My familiarity with the Pacifica Quartet’s wonderful set of the Mendelssohn Quartets whetted my appetite for this venture into Twentieth Century repertoire. Janacek’s Second Quartet (1928) is one of the great musical monuments to the exigencies of love – passionate, anguished, nostalgic and exquisitely beautiful. In his later years the composer fell in love with a woman 38 years younger than he. Their relationship was never consummated and lived in their communicated words, as both were married. You can see the tear-stained letters and the ripped pages through the music. The Pacifica Quartet emphasize the contrasting sections by abruptly shifting tempos and dynamics. The result is disconcerting at times, but so is love that is unfulfilled. Their performance is intense and scintillating.

Ruth Crawford-Seeger (1902-53) was a noted and successful new music advocate by 1931, studying with Henry Cowell and being the first woman winner of the Guggenheim fellowship. In 1932 she married composer Charles Seeger and beget children Mike and Peggy who along with Pete became leaders in the American Folk Music revival. Her 1931 Quartet is a short, concise study in anxious, atonal motivic fragments. Only the compelling andante breaks the mood which preceeds the jagged conclusion.
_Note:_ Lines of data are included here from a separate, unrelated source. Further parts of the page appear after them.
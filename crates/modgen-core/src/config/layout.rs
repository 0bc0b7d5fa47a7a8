//! Directory layout of a generated project

use anyhow::{Context, Result};
use serde::{Deserialize, Serialize};
use std::path::Path;

/// Where generated files and bookkeeping files live, relative to the project root
#[derive(Debug, Clone, PartialEq, Eq, Serialize, Deserialize)]
#[serde(default)]
pub struct ProjectLayout {
    /// Root of the generated module directories
    pub modules_dir: String,

    /// Root of page routes
    pub routes_dir: String,

    /// Root of API routes
    pub api_dir: String,

    /// Shared HTTP response helper, created once per project
    pub response_helper: String,

    /// JSON manifest of generated modules
    pub manifest_file: String,

    /// Append-only generation log
    pub log_file: String,
}

impl Default for ProjectLayout {
    fn default() -> Self {
        Self {
            modules_dir: "lib/modules".to_string(),
            routes_dir: "routes".to_string(),
            api_dir: "routes/api".to_string(),
            response_helper: "lib/response.ts".to_string(),
            manifest_file: "module.json".to_string(),
            log_file: "module.log".to_string(),
        }
    }
}

impl ProjectLayout {
    /// Load the layout from `<project_root>/<file_name>`, falling back to defaults
    /// when the file does not exist
    pub fn load(project_root: &Path, file_name: &str) -> Result<Self> {
        let path = project_root.join(file_name);
        if !path.exists() {
            return Ok(Self::default());
        }

        let content = std::fs::read_to_string(&path)
            .with_context(|| format!("Failed to read {}", path.display()))?;

        // An empty file is a valid "use defaults" config
        if content.trim().is_empty() {
            return Ok(Self::default());
        }

        let layout: ProjectLayout = serde_yaml::from_str(&content)
            .with_context(|| format!("Failed to parse {}", path.display()))?;
        Ok(layout.normalized())
    }

    /// Strip stray leading/trailing slashes so paths join predictably
    fn normalized(self) -> Self {
        let trim = |s: String| s.trim().trim_matches('/').to_string();
        Self {
            modules_dir: trim(self.modules_dir),
            routes_dir: trim(self.routes_dir),
            api_dir: trim(self.api_dir),
            response_helper: trim(self.response_helper),
            manifest_file: trim(self.manifest_file),
            log_file: trim(self.log_file),
        }
    }
}

#[cfg(test)]
mod tests {
    use super::*;

    #[test]
    fn test_missing_file_uses_defaults() {
        let tmp = tempfile::tempdir().unwrap();
        let layout = ProjectLayout::load(tmp.path(), "modgen.yaml").unwrap();
        assert_eq!(layout, ProjectLayout::default());
    }

    #[test]
    fn test_partial_override() {
        let tmp = tempfile::tempdir().unwrap();
        std::fs::write(
            tmp.path().join("modgen.yaml"),
            "modules_dir: /src/modules/\nlog_file: generated.log\n",
        )
        .unwrap();

        let layout = ProjectLayout::load(tmp.path(), "modgen.yaml").unwrap();
        assert_eq!(layout.modules_dir, "src/modules");
        assert_eq!(layout.log_file, "generated.log");
        assert_eq!(layout.api_dir, "routes/api");
    }

    #[test]
    fn test_invalid_yaml_is_an_error() {
        let tmp = tempfile::tempdir().unwrap();
        std::fs::write(tmp.path().join("modgen.yaml"), "modules_dir: [unclosed").unwrap();

        let err = ProjectLayout::load(tmp.path(), "modgen.yaml").unwrap_err();
        assert!(err.to_string().contains("Failed to parse"));
    }
}
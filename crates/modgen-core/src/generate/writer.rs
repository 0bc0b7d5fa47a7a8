//! All-or-nothing writing of a generation plan

use crate::generate::{GenerateError, GenerationPlan, PlannedFile, WriteMode};
use std::path::{Path, PathBuf};
use tokio::fs;
use tokio::io::AsyncWriteExt;

/// Files touched by a successful commit, relative to the project root
#[derive(Debug, Clone, Default, PartialEq, Eq)]
pub struct WriteReport {
    pub written: Vec<PathBuf>,
    pub skipped: Vec<PathBuf>,
}

/// Write every file in `plan` under `root`.
///
/// Nothing is written when the module directory or any `Create` target already
/// exists. If a write fails partway, every file and directory created by this call
/// is removed again before the error is returned.
pub async fn commit(root: &Path, plan: &GenerationPlan) -> Result<WriteReport, GenerateError> {
    if exists(&root.join(&plan.module_dir)).await {
        return Err(GenerateError::ModuleExists(plan.module_dir.clone()));
    }

    let mut pending = Vec::new();
    let mut skipped = Vec::new();

    for file in &plan.files {
        match (exists(&root.join(&file.path)).await, file.mode) {
            (true, WriteMode::Create) => return Err(GenerateError::PathOccupied(file.path.clone())),
            (true, WriteMode::CreateIfAbsent) => {
                tracing::debug!(path = %file.path.display(), "keeping existing file");
                skipped.push(file.path.clone());
            }
            (false, _) => pending.push(file),
        }
    }

    let mut txn = Transaction::new(root);
    for file in pending {
        if let Err(source) = txn.write(file).await {
            txn.rollback().await;
            return Err(GenerateError::Write {
                path: file.path.clone(),
                source,
            });
        }
    }

    Ok(WriteReport {
        written: txn.written,
        skipped,
    })
}

async fn exists(path: &Path) -> bool {
    fs::symlink_metadata(path).await.is_ok()
}

/// Tracks what a commit created so it can be undone
struct Transaction<'a> {
    root: &'a Path,
    written: Vec<PathBuf>,
    created_dirs: Vec<PathBuf>,
}

impl<'a> Transaction<'a> {
    fn new(root: &'a Path) -> Self {
        Self {
            root,
            written: Vec::new(),
            created_dirs: Vec::new(),
        }
    }

    async fn write(&mut self, file: &PlannedFile) -> std::io::Result<()> {
        let target = self.root.join(&file.path);

        if let Some(parent) = target.parent() {
            self.create_dirs(parent).await?;
        }

        let mut handle = fs::OpenOptions::new()
            .write(true)
            .create_new(true)
            .open(&target)
            .await?;
        self.written.push(file.path.clone());

        handle.write_all(file.contents.as_bytes()).await?;
        handle.flush().await?;

        tracing::debug!(path = %file.path.display(), bytes = file.contents.len(), "wrote file");
        Ok(())
    }

    /// Create `dir` and any missing ancestors, remembering which ones were new
    async fn create_dirs(&mut self, dir: &Path) -> std::io::Result<()> {
        let mut missing = Vec::new();
        let mut cursor = Some(dir);
        while let Some(current) = cursor {
            if current.as_os_str().is_empty() || exists(current).await {
                break;
            }
            missing.push(current.to_path_buf());
            cursor = current.parent();
        }

        fs::create_dir_all(dir).await?;

        // Outermost first, so rollback can remove them innermost first
        self.created_dirs.extend(missing.into_iter().rev());
        Ok(())
    }

    async fn rollback(self) {
        for path in self.written.iter().rev() {
            let target = self.root.join(path);
            if let Err(e) = fs::remove_file(&target).await {
                tracing::warn!(
                    path = %target.display(),
                    error = %e,
                    "rollback could not remove file"
                );
            }
        }

        for dir in self.created_dirs.iter().rev() {
            if let Err(e) = fs::remove_dir(dir).await {
                tracing::warn!(
                    path = %dir.display(),
                    error = %e,
                    "rollback could not remove directory"
                );
            }
        }

        tracing::debug!(files = self.written.len(), "rolled back partial generation");
    }
}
Paul Hindemith was one of the composers who turned to neoclassicism after World War I to separate themselves from the excesses of romanticism that went before. Instrumental clarity, logical structures and smaller forms of musical expression (chamber music and Kammermusik for small ensembles) mimicked 18th century forms. His Fourth Quartet is written in an arch form of five movements. The fugal first movement is pensive, darkly beautiful, rising to a climax, meekly evaporating to conclusion. The second and fourth movements are scherzos – agitated, angular and exciting. The slow middle movement is the heartfelt soul of this quartet, hypnotically intense, and passionately lyrical. The Rondo finale is a convivial discourse punctuated with rhythmic underpinnings. This is a quartet worth the effort to get to know.

The Pacifica Quartet executes these works flawlessly, with a close and clearly defined recording space. There is a touch of brightness in the higher registers which reflect the intensity of the music.